DATA FOR PROCESSING =
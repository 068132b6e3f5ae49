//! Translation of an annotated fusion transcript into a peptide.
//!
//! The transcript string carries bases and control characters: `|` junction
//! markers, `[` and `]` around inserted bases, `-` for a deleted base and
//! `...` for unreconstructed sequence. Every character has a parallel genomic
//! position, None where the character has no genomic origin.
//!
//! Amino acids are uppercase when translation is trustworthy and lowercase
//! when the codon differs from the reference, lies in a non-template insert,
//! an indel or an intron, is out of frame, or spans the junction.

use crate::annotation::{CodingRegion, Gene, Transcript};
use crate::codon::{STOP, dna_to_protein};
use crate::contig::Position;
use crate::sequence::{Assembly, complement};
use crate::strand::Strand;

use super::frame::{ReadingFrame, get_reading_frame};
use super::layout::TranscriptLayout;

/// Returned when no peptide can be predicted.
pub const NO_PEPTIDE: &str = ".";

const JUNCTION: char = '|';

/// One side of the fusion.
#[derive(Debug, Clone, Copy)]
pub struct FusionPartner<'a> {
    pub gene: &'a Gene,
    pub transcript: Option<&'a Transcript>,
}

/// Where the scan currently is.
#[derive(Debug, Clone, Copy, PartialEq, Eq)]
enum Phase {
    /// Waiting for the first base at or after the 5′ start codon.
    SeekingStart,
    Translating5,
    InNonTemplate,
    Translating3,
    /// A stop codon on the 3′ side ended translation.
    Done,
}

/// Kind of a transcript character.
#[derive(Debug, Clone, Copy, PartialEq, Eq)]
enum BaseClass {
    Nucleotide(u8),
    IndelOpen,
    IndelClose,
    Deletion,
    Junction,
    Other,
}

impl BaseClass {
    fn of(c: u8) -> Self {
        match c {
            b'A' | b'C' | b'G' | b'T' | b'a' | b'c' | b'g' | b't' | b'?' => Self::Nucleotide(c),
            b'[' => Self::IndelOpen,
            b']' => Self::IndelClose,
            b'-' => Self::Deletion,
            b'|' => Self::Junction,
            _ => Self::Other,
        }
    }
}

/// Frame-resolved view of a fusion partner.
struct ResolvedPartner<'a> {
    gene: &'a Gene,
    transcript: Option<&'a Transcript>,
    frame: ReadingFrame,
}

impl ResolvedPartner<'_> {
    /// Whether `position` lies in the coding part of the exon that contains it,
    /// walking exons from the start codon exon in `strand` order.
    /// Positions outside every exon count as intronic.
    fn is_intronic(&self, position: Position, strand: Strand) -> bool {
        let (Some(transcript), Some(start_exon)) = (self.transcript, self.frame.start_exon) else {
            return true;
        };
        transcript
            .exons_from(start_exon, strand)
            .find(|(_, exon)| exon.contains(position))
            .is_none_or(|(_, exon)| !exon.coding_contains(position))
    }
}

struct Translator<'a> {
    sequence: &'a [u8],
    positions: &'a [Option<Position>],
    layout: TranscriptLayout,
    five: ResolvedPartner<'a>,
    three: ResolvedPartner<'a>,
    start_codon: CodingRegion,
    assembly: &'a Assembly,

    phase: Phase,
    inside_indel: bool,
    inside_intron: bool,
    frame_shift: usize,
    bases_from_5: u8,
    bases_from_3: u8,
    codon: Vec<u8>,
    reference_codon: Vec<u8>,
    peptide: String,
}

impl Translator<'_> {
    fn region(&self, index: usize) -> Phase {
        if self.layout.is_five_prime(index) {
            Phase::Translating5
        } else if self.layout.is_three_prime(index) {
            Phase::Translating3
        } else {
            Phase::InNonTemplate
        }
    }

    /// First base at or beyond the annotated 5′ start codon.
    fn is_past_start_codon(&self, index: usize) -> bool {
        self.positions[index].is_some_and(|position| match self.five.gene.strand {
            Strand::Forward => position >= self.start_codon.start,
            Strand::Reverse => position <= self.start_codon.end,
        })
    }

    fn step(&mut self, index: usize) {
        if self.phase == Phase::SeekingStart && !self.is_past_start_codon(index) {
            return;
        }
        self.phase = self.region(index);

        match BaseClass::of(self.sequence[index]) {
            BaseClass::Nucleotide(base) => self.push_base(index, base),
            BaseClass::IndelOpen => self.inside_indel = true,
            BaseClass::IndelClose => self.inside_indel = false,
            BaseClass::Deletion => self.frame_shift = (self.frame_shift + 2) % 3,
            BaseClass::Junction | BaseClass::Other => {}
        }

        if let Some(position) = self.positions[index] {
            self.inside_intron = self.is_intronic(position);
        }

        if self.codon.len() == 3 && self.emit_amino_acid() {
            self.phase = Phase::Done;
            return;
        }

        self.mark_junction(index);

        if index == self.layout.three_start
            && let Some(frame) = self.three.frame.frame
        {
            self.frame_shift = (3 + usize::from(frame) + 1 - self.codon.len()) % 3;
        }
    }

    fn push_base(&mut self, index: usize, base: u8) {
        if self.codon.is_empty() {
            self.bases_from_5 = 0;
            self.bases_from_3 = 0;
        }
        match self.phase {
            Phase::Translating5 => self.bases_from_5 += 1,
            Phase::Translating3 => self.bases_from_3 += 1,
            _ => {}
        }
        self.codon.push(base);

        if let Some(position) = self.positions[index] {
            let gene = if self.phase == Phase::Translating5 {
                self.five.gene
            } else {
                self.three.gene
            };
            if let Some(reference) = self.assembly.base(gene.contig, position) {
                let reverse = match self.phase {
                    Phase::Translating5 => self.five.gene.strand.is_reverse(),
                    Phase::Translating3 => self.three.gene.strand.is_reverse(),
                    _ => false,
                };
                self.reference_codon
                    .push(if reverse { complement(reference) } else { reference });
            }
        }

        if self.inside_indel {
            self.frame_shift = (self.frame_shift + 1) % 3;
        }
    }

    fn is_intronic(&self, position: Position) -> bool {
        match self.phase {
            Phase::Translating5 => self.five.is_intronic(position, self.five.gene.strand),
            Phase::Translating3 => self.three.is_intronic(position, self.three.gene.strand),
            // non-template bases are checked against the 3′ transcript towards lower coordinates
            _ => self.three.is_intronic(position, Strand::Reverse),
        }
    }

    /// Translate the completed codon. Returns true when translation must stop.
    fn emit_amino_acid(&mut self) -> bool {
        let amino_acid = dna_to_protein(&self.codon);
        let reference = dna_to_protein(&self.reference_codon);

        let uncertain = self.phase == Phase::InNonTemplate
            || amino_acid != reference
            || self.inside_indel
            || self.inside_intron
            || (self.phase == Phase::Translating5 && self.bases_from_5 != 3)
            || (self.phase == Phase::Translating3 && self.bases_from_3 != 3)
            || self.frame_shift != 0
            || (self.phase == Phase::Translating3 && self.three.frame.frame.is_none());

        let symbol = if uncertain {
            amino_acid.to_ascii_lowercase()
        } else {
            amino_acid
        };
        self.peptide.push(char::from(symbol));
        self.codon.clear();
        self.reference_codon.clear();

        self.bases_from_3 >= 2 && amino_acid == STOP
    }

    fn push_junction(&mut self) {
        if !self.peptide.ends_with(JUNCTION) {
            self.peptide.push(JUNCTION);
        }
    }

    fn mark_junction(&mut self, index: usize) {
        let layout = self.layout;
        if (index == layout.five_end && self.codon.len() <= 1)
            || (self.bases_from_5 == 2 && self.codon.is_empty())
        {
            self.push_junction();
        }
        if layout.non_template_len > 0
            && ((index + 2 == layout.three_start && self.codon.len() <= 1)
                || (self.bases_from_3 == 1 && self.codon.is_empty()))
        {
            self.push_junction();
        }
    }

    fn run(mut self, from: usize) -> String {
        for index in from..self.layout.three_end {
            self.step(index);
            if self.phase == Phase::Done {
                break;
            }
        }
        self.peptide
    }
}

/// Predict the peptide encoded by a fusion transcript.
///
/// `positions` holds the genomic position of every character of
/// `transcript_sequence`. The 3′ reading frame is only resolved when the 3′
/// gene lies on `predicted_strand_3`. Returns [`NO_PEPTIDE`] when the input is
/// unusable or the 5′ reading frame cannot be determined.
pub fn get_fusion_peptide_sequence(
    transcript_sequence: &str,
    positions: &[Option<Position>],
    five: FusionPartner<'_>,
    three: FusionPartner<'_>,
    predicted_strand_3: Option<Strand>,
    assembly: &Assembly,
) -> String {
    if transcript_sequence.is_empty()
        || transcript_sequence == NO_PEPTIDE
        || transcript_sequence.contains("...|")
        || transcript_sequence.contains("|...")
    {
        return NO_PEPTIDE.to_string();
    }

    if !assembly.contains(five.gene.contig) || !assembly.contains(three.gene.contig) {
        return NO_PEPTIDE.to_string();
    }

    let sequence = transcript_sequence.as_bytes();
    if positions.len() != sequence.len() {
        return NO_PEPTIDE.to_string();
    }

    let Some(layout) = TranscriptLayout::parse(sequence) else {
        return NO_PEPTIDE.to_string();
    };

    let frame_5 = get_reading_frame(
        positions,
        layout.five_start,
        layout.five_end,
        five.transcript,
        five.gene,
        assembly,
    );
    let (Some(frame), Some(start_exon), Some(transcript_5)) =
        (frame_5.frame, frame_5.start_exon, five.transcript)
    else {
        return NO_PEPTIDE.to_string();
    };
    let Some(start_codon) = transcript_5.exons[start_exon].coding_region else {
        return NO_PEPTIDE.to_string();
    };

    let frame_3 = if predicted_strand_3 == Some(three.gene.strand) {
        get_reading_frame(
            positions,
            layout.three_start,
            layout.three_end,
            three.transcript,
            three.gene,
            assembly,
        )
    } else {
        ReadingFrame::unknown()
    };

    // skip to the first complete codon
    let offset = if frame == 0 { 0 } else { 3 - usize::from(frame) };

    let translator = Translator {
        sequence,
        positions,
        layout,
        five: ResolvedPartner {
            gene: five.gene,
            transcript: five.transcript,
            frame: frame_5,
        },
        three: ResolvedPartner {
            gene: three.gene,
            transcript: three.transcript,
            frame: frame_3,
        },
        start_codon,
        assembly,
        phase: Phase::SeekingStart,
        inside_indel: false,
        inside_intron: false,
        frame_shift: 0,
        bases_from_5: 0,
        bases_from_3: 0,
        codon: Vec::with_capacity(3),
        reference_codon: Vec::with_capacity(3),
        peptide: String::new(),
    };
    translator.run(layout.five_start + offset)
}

--

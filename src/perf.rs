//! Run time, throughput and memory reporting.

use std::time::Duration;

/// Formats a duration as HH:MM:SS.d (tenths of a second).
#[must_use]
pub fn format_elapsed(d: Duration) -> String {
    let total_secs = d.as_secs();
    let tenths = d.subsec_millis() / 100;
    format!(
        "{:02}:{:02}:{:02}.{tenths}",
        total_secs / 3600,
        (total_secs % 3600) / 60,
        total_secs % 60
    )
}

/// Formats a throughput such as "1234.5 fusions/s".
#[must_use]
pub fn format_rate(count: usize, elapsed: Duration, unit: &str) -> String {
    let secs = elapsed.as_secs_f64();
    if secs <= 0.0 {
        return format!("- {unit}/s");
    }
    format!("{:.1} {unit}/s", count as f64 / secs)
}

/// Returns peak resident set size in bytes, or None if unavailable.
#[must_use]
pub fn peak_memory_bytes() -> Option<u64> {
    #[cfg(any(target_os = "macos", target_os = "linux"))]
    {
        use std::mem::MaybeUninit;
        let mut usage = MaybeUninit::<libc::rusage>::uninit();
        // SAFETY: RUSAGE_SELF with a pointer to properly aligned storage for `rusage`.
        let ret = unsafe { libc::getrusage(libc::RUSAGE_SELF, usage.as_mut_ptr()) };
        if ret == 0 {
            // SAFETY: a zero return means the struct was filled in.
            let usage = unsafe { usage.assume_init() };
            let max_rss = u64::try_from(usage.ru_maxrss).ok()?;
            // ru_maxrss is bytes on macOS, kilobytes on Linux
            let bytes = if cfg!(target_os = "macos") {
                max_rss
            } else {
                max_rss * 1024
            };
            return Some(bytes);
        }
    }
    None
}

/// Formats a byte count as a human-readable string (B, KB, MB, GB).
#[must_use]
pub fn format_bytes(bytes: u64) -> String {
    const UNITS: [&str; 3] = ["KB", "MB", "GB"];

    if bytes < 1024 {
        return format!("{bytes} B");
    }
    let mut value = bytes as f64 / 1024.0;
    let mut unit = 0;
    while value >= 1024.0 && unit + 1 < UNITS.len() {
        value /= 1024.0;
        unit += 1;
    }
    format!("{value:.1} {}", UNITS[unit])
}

EXERCISE =
Within the listing above, give again exactly every line from the line with "repository 068132b6e3f5ae49" through the line with "b'A' | b'C' | b'G' | b'T' | b'a'", both included, and no other line.

THE COMPLETED TASK =
repository 068132b6e3f5ae49
//! Translation of an annotated fusion transcript into a peptide.
//!
//! The transcript string carries bases and control characters: `|` junction
//! markers, `[` and `]` around inserted bases, `-` for a deleted base and
//! `...` for unreconstructed sequence. Every character has a parallel genomic
//! position, None where the character has no genomic origin.
//!
//! Amino acids are uppercase when translation is trustworthy and lowercase
//! when the codon differs from the reference, lies in a non-template insert,
//! an indel or an intron, is out of frame, or spans the junction.

use crate::annotation::{CodingRegion, Gene, Transcript};
use crate::codon::{STOP, dna_to_protein};
use crate::contig::Position;
use crate::sequence::{Assembly, complement};
use crate::strand::Strand;

use super::frame::{ReadingFrame, get_reading_frame};
use super::layout::TranscriptLayout;

/// Returned when no peptide can be predicted.
pub const NO_PEPTIDE: &str = ".";

const JUNCTION: char = '|';

/// One side of the fusion.
#[derive(Debug, Clone, Copy)]
pub struct FusionPartner<'a> {
    pub gene: &'a Gene,
    pub transcript: Option<&'a Transcript>,
}

/// Where the scan currently is.
#[derive(Debug, Clone, Copy, PartialEq, Eq)]
enum Phase {
    /// Waiting for the first base at or after the 5′ start codon.
    SeekingStart,
    Translating5,
    InNonTemplate,
    Translating3,
    /// A stop codon on the 3′ side ended translation.
    Done,
}

/// Kind of a transcript character.
#[derive(Debug, Clone, Copy, PartialEq, Eq)]
enum BaseClass {
    Nucleotide(u8),
    IndelOpen,
    IndelClose,
    Deletion,
    Junction,
    Other,
}

impl BaseClass {
    fn of(c: u8) -> Self {
        match c {
            b'A' | b'C' | b'G' | b'T' | b'a' | b'c' | b'g' | b't' | b'?' => Self::Nucleotide(c),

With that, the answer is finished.